One way to avoid eating up too much memory is to push a job onto the batch and then let that job finish enqueuing all the other jobs. This is possible because:
batch
can be called from within a Sidekiq worker to access its batchThe new code to create your batch might look something like:
class CreateBatch
include Sidekiq::Worker
def perform
batch = Sidekiq::Batch.new
batch.on(:success, SuccessCallback)
batch.jobs { AddJobsToBatch.perform_async }
end
end
class AddJobsToBatch
include Sidekiq::Worker
def perform
raise 'Must be run as part of a Sidekiq batch' if batch.nil?

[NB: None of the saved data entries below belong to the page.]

//! Viewport (`viewBox`, `width`/`height`, `preserveAspectRatio`) transforms.

use std::sync::LazyLock;

use regex::Regex;

use crate::foundation::core::Affine;
use crate::parser::dom::{Document, NodeId, local_tag};
use crate::parser::number::{NUMBER, parse_unit};
use crate::parser::transform_attr::parse_transform_attribute;

const DEFAULT_FONT_SIZE: f64 = 16.0;

static RE_VIEWBOX: LazyLock<Regex> = LazyLock::new(|| {
    let n = format!(r"({NUMBER})");
    Regex::new(&format!(r"^\s*{n}[\s,]+{n}[\s,]+{n}[\s,]+{n}\s*$")).expect("static regex")
});

/// Parsed `viewBox` rectangle.
#[derive(Clone, Copy, Debug, PartialEq, serde::Serialize, serde::Deserialize)]
pub struct ViewBox {
    pub min_x: f64,
    pub min_y: f64,
    pub width: f64,
    pub height: f64,
}

impl ViewBox {
    pub fn parse(value: &str) -> Option<Self> {
        let caps = RE_VIEWBOX.captures(value)?;
        let n = |i: usize| caps.get(i).and_then(|m| m.as_str().parse::<f64>().ok());
        Some(Self {
            min_x: n(1)?,
            min_y: n(2)?,
            width: n(3)?,
            height: n(4)?,
        })
    }
}

#[derive(Clone, Copy, Debug, PartialEq, Eq)]
pub enum Align {
    None,
    Min,
    Mid,
    Max,
}

#[derive(Clone, Copy, Debug, PartialEq, Eq)]
pub enum MeetOrSlice {
    Meet,
    Slice,
}

/// Parsed `preserveAspectRatio`. Defaults to `xMidYMid meet`.
#[derive(Clone, Copy, Debug, PartialEq, Eq)]
pub struct PreserveAspectRatio {
    pub align_x: Align,
    pub align_y: Align,
    pub meet_or_slice: MeetOrSlice,
}

impl Default for PreserveAspectRatio {
    fn default() -> Self {
        Self {
            align_x: Align::Mid,
            align_y: Align::Mid,
            meet_or_slice: MeetOrSlice::Meet,
        }
    }
}

/// `xMinYMid`-style alignment keyword.
fn parse_align_pair(token: &str) -> Option<(Align, Align)> {
    let parse_align = |s: &str| match s {
        "Min" => Some(Align::Min),
        "Mid" => Some(Align::Mid),
        "Max" => Some(Align::Max),
        _ => None,
    };
    let (x, y) = token.strip_prefix('x')?.split_once('Y')?;
    Some((parse_align(x)?, parse_align(y)?))
}

impl PreserveAspectRatio {
    pub fn parse(value: &str) -> Self {
        let mut out = Self::default();
        let mut tokens = value.split_whitespace();
        let Some(align) = tokens.next() else {
            return out;
        };
        if align == "none" {
            out.align_x = Align::None;
            out.align_y = Align::None;
        } else if let Some((x, y)) = parse_align_pair(align) {
            out.align_x = x;
            out.align_y = y;
        }
        if tokens.next() == Some("slice") {
            out.meet_or_slice = MeetOrSlice::Slice;
        }
        out
    }
}

/// Viewport description of an `<svg>`-like element.
#[derive(Clone, Copy, Debug, PartialEq, serde::Serialize, serde::Deserialize)]
pub struct Viewport {
    pub width: f64,
    pub height: f64,
    pub view_box: Option<ViewBox>,
    /// Matrix mapping viewBox user space into the viewport; identity when none applies.
    pub transform: Affine,
}

impl Viewport {
    fn sized(width: f64, height: f64) -> Self {
        Self {
            width,
            height,
            view_box: None,
            transform: Affine::IDENTITY,
        }
    }
}

/// Compute the viewport of `id` and push the resulting matrix into the tree.
///
/// For an `<svg>` element the children move under a new `<g>` carrying the matrix; for any
/// other element the matrix is appended to its own `transform` and `x`/`y` are consumed.
pub fn apply_viewbox_transform(doc: &mut Document, id: NodeId) -> Viewport {
    let attr = |name: &str| doc.attribute(id, name).map(str::to_owned);
    let view_box = attr("viewBox").as_deref().and_then(ViewBox::parse);
    let width_attr = attr("width");
    let height_attr = attr("height");
    let x = attr("x")
        .and_then(|v| parse_unit(&v, DEFAULT_FONT_SIZE))
        .unwrap_or(0.0);
    let y = attr("y")
        .and_then(|v| parse_unit(&v, DEFAULT_FONT_SIZE))
        .unwrap_or(0.0);
    let nested = doc.parent(id).is_some();

    let dim = |v: &Option<String>| {
        v.as_deref()
            .filter(|s| !s.is_empty() && *s != "100%")
            .and_then(|s| parse_unit(s, DEFAULT_FONT_SIZE))
    };
    let (width, height) = (dim(&width_attr), dim(&height_attr));
    let missing_dims = width.is_none() || height.is_none();

    let Some(vb) = view_box else {
        let is_svg = local_tag(doc.tag(id)) == "svg";
        if (missing_dims || is_svg) && (x != 0.0 || y != 0.0) && nested {
            let own = doc.attribute(id, "transform").unwrap_or("").to_owned();
            doc.set_attribute(id, "transform", format!("{own} translate({x} {y})"));
            doc.remove_attribute(id, "x");
            doc.remove_attribute(id, "y");
        }
        return match (width, height) {
            (Some(w), Some(h)) => Viewport::sized(w, h),
            _ => Viewport::sized(0.0, 0.0),
        };
    };

    let (min_x, min_y) = (-vb.min_x, -vb.min_y);
    let (mut scale_x, mut scale_y) = (1.0, 1.0);
    let (out_w, out_h) = match (width, height) {
        (Some(w), Some(h)) if !missing_dims => {
            scale_x = w / vb.width;
            scale_y = h / vb.height;
            (w, h)
        }
        _ => (vb.width, vb.height),
    };

    let par = PreserveAspectRatio::parse(doc.attribute(id, "preserveAspectRatio").unwrap_or(""));
    let (mut width_diff, mut height_diff) = (0.0, 0.0);
    if par.align_x != Align::None {
        let s = match par.meet_or_slice {
            MeetOrSlice::Meet => f64::min(scale_x, scale_y),
            MeetOrSlice::Slice => f64::max(scale_x, scale_y),
        };
        scale_x = s;
        scale_y = s;
        width_diff = out_w - vb.width * s;
        height_diff = out_h - vb.height * s;
        match par.align_x {
            Align::Mid => width_diff /= 2.0,
            Align::Min => width_diff = 0.0,
            _ => {}
        }
        match par.align_y {
            Align::Mid => height_diff /= 2.0,
            Align::Min => height_diff = 0.0,
            _ => {}
        }
    }

    let mut viewport = Viewport {
        width: out_w,
        height: out_h,
        view_box: Some(vb),
        transform: Affine::IDENTITY,
    };

    if scale_x == 1.0 && scale_y == 1.0 && min_x == 0.0 && min_y == 0.0 && x == 0.0 && y == 0.0
    {
        return viewport;
    }

    let translate = if (x != 0.0 || y != 0.0) && nested {
        format!(" translate({x} {y}) ")
    } else {
        String::new()
    };
    let matrix = format!(
        "{translate} matrix({scale_x} 0 0 {scale_y} {} {}) ",
        min_x * scale_x + width_diff,
        min_y * scale_y + height_diff
    );
    viewport.transform = parse_transform_attribute(&matrix);

    if local_tag(doc.tag(id)) == "svg" {
        let wrapper = doc.wrap_children(id, "g");
        doc.set_attribute(wrapper, "transform", matrix);
    } else {
        let own = doc.attribute(id, "transform").unwrap_or("").to_owned();
        doc.remove_attribute(id, "x");
        doc.remove_attribute(id, "y");
        doc.set_attribute(id, "transform", format!("{own}{matrix}"));
    }
    viewport
}

#[cfg(test)]
#[path = "../../tests/unit/parser/viewbox.rs"]
mod tests;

CSV.foreach(my_file) do |row|
# This example enqueues one row at a time but
# rows could be enqueued in small groups
batch.jobs do
args = my_row_args(row)
RowWorker.perform_async(args)
end
end
end
end
This will prevent your Ruby process from running out of memory on very large datasets. (Note that you'll still need enough space in Redis to hold all the jobs that are enqueued.)
This strategy is similar to the recommendation for huge batches. But it's good practice to do this for all your batches to be ready to handle increased data.